Digraphs icon indicating copy to clipboard operation
Digraphs copied to clipboard

The handling of edge labels is sometimes very slow

Open wilfwilson opened this issue 4 years ago • 4 comments

UPDATE: Although in #509 I have resolved the specific problem highlighted in this issue, there are still ideas in this issue thread that I think should be addressed. Namely, other operations may have similar problems, and moreover, having to exclude multidigraphs is currently a massive time sink, and should be mitigated as much as possible.

In my opinion, adding edges to a digraph one-by-one is too slow (even to a mutable digraph, which we are starting to do more often, especially with our standard examples; this was even the point of adding mutable digraphs).

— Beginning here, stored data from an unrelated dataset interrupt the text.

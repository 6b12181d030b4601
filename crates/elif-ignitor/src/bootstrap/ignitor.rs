//! The bootstrap orchestrator.

use super::{BootstrapPhase, BootstrapState, RunIntent};
use crate::autoload::register_autoloads;
use crate::config::{Env, ProcessEnv, RcConfig};
use crate::container::{bind_helpers, create_container};
use crate::error::{BootstrapFailure, IgnitorResult};
use crate::http::{create_http_server, listen, HttpProvider, ServerFactory, HTTP_PROVIDER};
use crate::loader::{AppLoader, Module};
use crate::preload::{run_preloads, PreloadReport};
use crate::providers::{bootstrap_providers, ProviderCatalog, ServiceProvider};
use serde_json::Value;
use std::net::SocketAddr;
use std::path::{Path, PathBuf};
use std::sync::Arc;
use std::time::{Duration, Instant};

/// Start directory used when neither the caller nor the rc file names one
const DEFAULT_START_DIR: &str = "start";

/// Summary of a bootstrap run
#[derive(Debug, Clone, Default)]
pub struct BootstrapReport {
    /// Provider identifiers in registration order
    pub providers: Vec<String>,
    /// Autoload aliases registered with the container
    pub autoloads: Vec<String>,
    pub preloads: PreloadReport,
    pub address: Option<SocketAddr>,
    /// Time spent reaching each phase
    pub timings: Vec<(BootstrapPhase, Duration)>,
}

/// Takes an application root from disk to a listening HTTP server.
///
/// # Example
///
/// ```rust,no_run
/// use elif_ignitor::Ignitor;
///
/// # async fn run() -> Result<(), Box<dyn std::error::Error>> {
/// let mut ignitor = Ignitor::new("/srv/app")
///     .with_script("start/routes", |container| {
///         let router = container.make::<elif_ignitor::http::Router>("Route")?;
///         router.get("/", || async { "hello" });
///         Ok(())
///     });
///
/// let state = ignitor.fire_http_server(None).await?;
/// if let Some(server) = state.into_server() {
///     server.join().await?;
/// }
/// # Ok(())
/// # }
/// ```
pub struct Ignitor {
    app_root: PathBuf,
    start_dir: Option<PathBuf>,
    loader: AppLoader,
    catalog: ProviderCatalog,
    env: Arc<dyn Env>,
    history: Vec<BootstrapPhase>,
    report: BootstrapReport,
}

impl Ignitor {
    /// Create an orchestrator for an application root.
    /// The catalog starts with the HTTP provider under `elif/http`.
    pub fn new(app_root: impl Into<PathBuf>) -> Self {
        let app_root = app_root.into();
        let catalog = ProviderCatalog::new().with(HTTP_PROVIDER, || HttpProvider);

        Self {
            loader: AppLoader::new(&app_root),
            app_root,
            start_dir: None,
            catalog,
            env: Arc::new(ProcessEnv),
            history: Vec::new(),
            report: BootstrapReport::default(),
        }
    }

    /// Override the directory holding the entry module
    pub fn with_start_dir(mut self, start_dir: impl Into<PathBuf>) -> Self {
        self.start_dir = Some(start_dir.into());
        self
    }

    /// Use a different environment for `HOST` and `PORT`
    pub fn with_env<E: Env + 'static>(mut self, env: E) -> Self {
        self.env = Arc::new(env);
        self
    }

    /// Make a provider available to the entry descriptor under `identifier`
    pub fn with_provider<F, P>(mut self, identifier: impl Into<String>, factory: F) -> Self
    where
        F: Fn() -> P + Send + Sync + 'static,
        P: ServiceProvider + 'static,
    {
        self.catalog.insert(identifier, factory);
        self
    }

    /// Register a startup script under an app-relative path such as `start/routes`
    pub fn with_script<F>(self, path: impl AsRef<Path>, script: F) -> Self
    where
        F: Fn(&crate::container::Container) -> Result<(), crate::error::BoxError> + Send + Sync + 'static,
    {
        self.loader.register_script(path, script);
        self
    }

    /// Register a data module under an app-relative path such as `start/app`
    pub fn with_module(self, path: impl AsRef<Path>, value: Value) -> Self {
        self.loader.register(path, Module::Data(value));
        self
    }

    pub fn app_root(&self) -> &Path {
        &self.app_root
    }

    pub fn loader(&self) -> &AppLoader {
        &self.loader
    }

    pub fn catalog_mut(&mut self) -> &mut ProviderCatalog {
        &mut self.catalog
    }

    /// Phases reached by the last run, ending in `Listening` or `Failed`
    pub fn phase_history(&self) -> &[BootstrapPhase] {
        &self.history
    }

    pub fn report(&self) -> &BootstrapReport {
        &self.report
    }

    /// Run every phase and start the HTTP server.
    ///
    /// `factory` replaces the default TCP transport. On failure the run stops
    /// at the failing phase and nothing is retried; calling this again starts
    /// over from `Unstarted`.
    pub async fn fire_http_server(
        &mut self,
        factory: Option<ServerFactory>,
    ) -> Result<BootstrapState, BootstrapFailure> {
        self.history = vec![BootstrapPhase::Unstarted];
        self.report = BootstrapReport::default();

        tracing::info!("Bootstrap: Igniting {} for http", self.app_root.display());

        match self.ignite(RunIntent::Http, factory).await {
            Ok(state) => Ok(state),
            Err(error) => {
                let reached = self.history.last().copied().unwrap_or(BootstrapPhase::Unstarted);
                self.history.push(BootstrapPhase::Failed);
                tracing::error!("Bootstrap: Failed after {}: {}", reached, error);
                Err(BootstrapFailure::new(reached, error))
            }
        }
    }

    async fn ignite(&mut self, intent: RunIntent, factory: Option<ServerFactory>) -> IgnitorResult<BootstrapState> {
        let state = BootstrapState::new(self.app_root.clone(), intent);

        let started = Instant::now();
        let rc = Arc::new(RcConfig::resolve(&self.app_root));
        let state = state.with_rc(Arc::clone(&rc));
        self.record(state.phase(), started);

        let started = Instant::now();
        let container = Arc::new(create_container(rc.typescript));
        let state = state.with_container(Arc::clone(&container));
        self.record(state.phase(), started);

        let started = Instant::now();
        bind_helpers(&container, &self.app_root, &rc.directories, &rc.raw);
        let state = state.helpers_bound();
        self.record(state.phase(), started);

        let started = Instant::now();
        let loader = self.loader.with_mode(rc.compile_mode());
        let start_dir = self
            .start_dir
            .clone()
            .or_else(|| rc.directory("start").map(PathBuf::from))
            .unwrap_or_else(|| PathBuf::from(DEFAULT_START_DIR));
        let providers = bootstrap_providers(&container, &loader, &self.catalog, &self.app_root, &start_dir, intent).await?;
        self.report.providers = providers.registered;
        let state = state.providers_booted();
        self.record(state.phase(), started);

        let started = Instant::now();
        register_autoloads(&container, &self.app_root, &rc.autoloads);
        self.report.autoloads = rc.autoloads.keys().cloned().collect();
        let state = state.autoloads_registered();
        self.record(state.phase(), started);

        let started = Instant::now();
        self.report.preloads = run_preloads(&container, &loader, &rc.preloads, &self.app_root, intent)?;
        let state = state.preloads_run();
        self.record(state.phase(), started);

        let started = Instant::now();
        let transport = create_http_server(&container, intent, factory)?;
        let state = state.http_created();
        self.record(state.phase(), started);

        let started = Instant::now();
        let server = listen(transport, self.env.as_ref()).await?;
        self.report.address = Some(server.local_addr());
        let state = state.listening(server);
        self.record(state.phase(), started);

        Ok(state)
    }

    fn record(&mut self, phase: BootstrapPhase, started: Instant) {
        let elapsed = started.elapsed();
        tracing::info!("Bootstrap: {} in {:?}", phase, elapsed);
        self.history.push(phase);
        self.report.timings.push((phase, elapsed));
    }
}

impl std::fmt::Debug for Ignitor {
    fn fmt(&self, f: &mut std::fmt::Formatter<'_>) -> std::fmt::Result {
        f.debug_struct("Ignitor")
            .field("app_root", &self.app_root)
            .field("start_dir", &self.start_dir)
            .field("loader", &self.loader)
            .field("catalog", &self.catalog)
            .field("history", &self.history)
            .finish()
    }
}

For example, let's use this method to try to construct a chain digraph with only 100,000 vertices and therefore 99,999 edges:

gap> n := 10 ^ 5;; D1 := EmptyDigraph(IsMutableDigraph, n);;
gap> for i in [1 .. n - 1] do DigraphAddEdge(D1, i, i + 1); od; time;
280944

Nearly 5 minutes is way too long! By contrast, doing this with the ChainDigraph function takes very little time:

gap> D2 := ChainDigraph(n);; time;
17
gap> D1 = D2;
true

When I interrupt the slow computation, I always get a backtrace that looks like this, so I presume that the slow part of adding the edge is the accounting to do with edge labels:

^CError, user interrupt in
  p := Position( OutNeighboursOfVertex( D, v ), w )
 ; at /Users/Wilf/gap/pkg/digraphs/gap/labels.gi:96 called from
SetDigraphEdgeLabel( D, src, ran, 1
 ); at /Users/Wilf/gap/pkg/digraphs/gap/oper.gi:188 called from
DigraphAddEdge( D1, i, i + 1 ); at *stdin*

Therefore I think we need a better implementation of edge labels!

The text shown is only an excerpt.